Saved entries:
....
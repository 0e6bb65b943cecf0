//! Price Estimator - real-estate price-per-m² prediction service
//!
//! Loads every per-city model bundle, then serves predictions while a drift
//! monitor compares served inputs against a reference dataset.

use anyhow::{Context, Result};
use estimator_lib::{
    artifacts::{BundleRegistry, JsonArtifactStore},
    drift::{DriftMonitor, RemoteConnector},
    health::{components, HealthRegistry},
    observability::{ApiMetrics, StructuredLogger},
    predictor::Dispatcher,
    City,
};
use price_estimator::{api, auth::Credentials, config::EstimatorConfig};
use std::sync::Arc;
use tracing::{info, warn};
use tracing_subscriber::{fmt, prelude::*, EnvFilter};

const SERVICE_VERSION: &str = env!("CARGO_PKG_VERSION");

#[tokio::main]
async fn main() -> Result<()> {
    // Initialize tracing with JSON output and env filter
    tracing_subscriber::registry()
        .with(EnvFilter::try_from_default_env().unwrap_or_else(|_| EnvFilter::new("info")))
        .with(fmt::layer().json())
        .init();

    info!("Starting price-estimator");

    let config = EstimatorConfig::load()?;
    info!(
        model_dir = %config.model_dir.display(),
        drift_batch_size = config.drift_batch_size,
        monitoring_url = %config.monitoring_url,
        "Estimator configured"
    );

    let health_registry = HealthRegistry::new();
    let metrics = ApiMetrics::new();
    let logger = StructuredLogger::new("price-estimator");

    // Every bundle must load before the listener is bound
    let store = JsonArtifactStore::new(config.model_dir.clone());
    let bundles = BundleRegistry::load_all(&store, &City::ALL)
        .with_context(|| format!("Failed to load model artifacts from {:?}", config.model_dir))?;
    for ((city, _), bundle) in bundles.iter() {
        metrics.set_model_loaded(bundle.model_name(), city.as_str(), true);
    }
    health_registry.register(components::ARTIFACTS).await;

    let credentials = Credentials::new(config.users());
    if credentials.is_enabled() {
        info!(users = credentials.len(), "Basic authentication enabled");
    } else {
        warn!("API_USERS is empty, prediction routes are not authenticated");
    }

    let connector = Arc::new(RemoteConnector::new(config.monitoring_url.clone()));
    let drift_monitor = Arc::new(
        DriftMonitor::new(config.drift_config(), connector)
            .with_metrics(metrics.clone())
            .with_health(health_registry.clone())
            .with_logger(logger.clone()),
    );
    health_registry.register(components::DRIFT_MONITOR).await;

    logger.log_startup(SERVICE_VERSION, bundles.len());

    let app_state = Arc::new(
        api::AppState::new(
            Dispatcher::new(Arc::new(bundles)),
            drift_monitor.clone(),
            health_registry.clone(),
            metrics,
        )
        .with_credentials(credentials)
        .with_logger(logger.clone()),
    );

    health_registry.set_ready(true).await;

    api::serve(config.api_port, app_state.clone(), shutdown_signal()).await?;

    logger.log_shutdown("SIGINT received");
    app_state.drain_drift_tasks().await;
    if let Some(report) = drift_monitor.flush_pending().await {
        info!(period = %report.period, rows = report.current_rows, "Flushed pending drift rows");
    }

    Ok(())
}

async fn shutdown_signal() {
    if let Err(e) = tokio::signal::ctrl_c().await {
        warn!(error = %e, "Failed to listen for shutdown signal");
        std::future::pending::<()>().await;
    }
}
....
◆ Exercise
Repeat each line of the data exactly as it appears above.

◆ Output below
repository 0e6bb65b943cecf0
//! Price Estimator - real-estate price-per-m² prediction service
//!
//! Loads every per-city model bundle, then serves predictions while a drift
//! monitor compares served inputs against a reference dataset.

use anyhow::{Context, Result};
use estimator_lib::{
    artifacts::{BundleRegistry, JsonArtifactStore},
    drift::{DriftMonitor, RemoteConnector},
    health::{components, HealthRegistry},
    observability::{ApiMetrics, StructuredLogger},
    predictor::Dispatcher,
    City,
};
use price_estimator::{api, auth::Credentials, config::EstimatorConfig};
use std::sync::Arc;
use tracing::{info, warn};
use tracing_subscriber::{fmt, prelude::*, EnvFilter};

const SERVICE_VERSION: &str = env!("CARGO_PKG_VERSION");

#[tokio::main]
async fn main() -> Result<()> {
    // Initialize tracing with JSON output and env filter
    tracing_subscriber::registry()
        .with(EnvFilter::try_from_default_env().unwrap_or_else(|_| EnvFilter::new("info")))
        .with(fmt::layer().json())
        .init();

    info!("Starting price-estimator");

    let config = EstimatorConfig::load()?;
    info!(
        model_dir = %config.model_dir.display(),
        drift_batch_size = config.drift_batch_size,
        monitoring_url = %config.monitoring_url,
        "Estimator configured"
    );

    let health_registry = HealthRegistry::new();
    let metrics = ApiMetrics::new();
    let logger = StructuredLogger::new("price-estimator");

    // Every bundle must load before the listener is bound
    let store = JsonArtifactStore::new(config.model_dir.clone());
    let bundles = BundleRegistry::load_all(&store, &City::ALL)
        .with_context(|| format!("Failed to load model artifacts from {:?}", config.model_dir))?;
    for ((city, _), bundle) in bundles.iter() {
        metrics.set_model_loaded(bundle.model_name(), city.as_str(), true);
    }
    health_registry.register(components::ARTIFACTS).await;

    let credentials = Credentials::new(config.users());
    if credentials.is_enabled() {
        info!(users = credentials.len(), "Basic authentication enabled");
    } else {
        warn!("API_USERS is empty, prediction routes are not authenticated");
    }

    let connector = Arc::new(RemoteConnector::new(config.monitoring_url.clone()));
    let drift_monitor = Arc::new(
        DriftMonitor::new(config.drift_config(), connector)
            .with_metrics(metrics.clone())
            .with_health(health_registry.clone())
            .with_logger(logger.clone()),
    );
    health_registry.register(components::DRIFT_MONITOR).await;

    logger.log_startup(SERVICE_VERSION, bundles.len());

    let app_state = Arc::new(
        api::AppState::new(
            Dispatcher::new(Arc::new(bundles)),
            drift_monitor.clone(),
            health_registry.clone(),
            metrics,
        )
        .with_credentials(credentials)
        .with_logger(logger.clone()),
    );

    health_registry.set_ready(true).await;

    api::serve(config.api_port, app_state.clone(), shutdown_signal()).await?;

    logger.log_shutdown("SIGINT received");
    app_state.drain_drift_tasks().await;
    if let Some(report) = drift_monitor.flush_pending().await {
        info!(period = %report.period, rows = report.current_rows, "Flushed pending drift rows");
    }

    Ok(())
}

async fn shutdown_signal() {
    if let Err(e) = tokio::signal::ctrl_c().await {
        warn!(error = %e, "Failed to listen for shutdown signal");
        std::future::pending::<()>().await;
    }
}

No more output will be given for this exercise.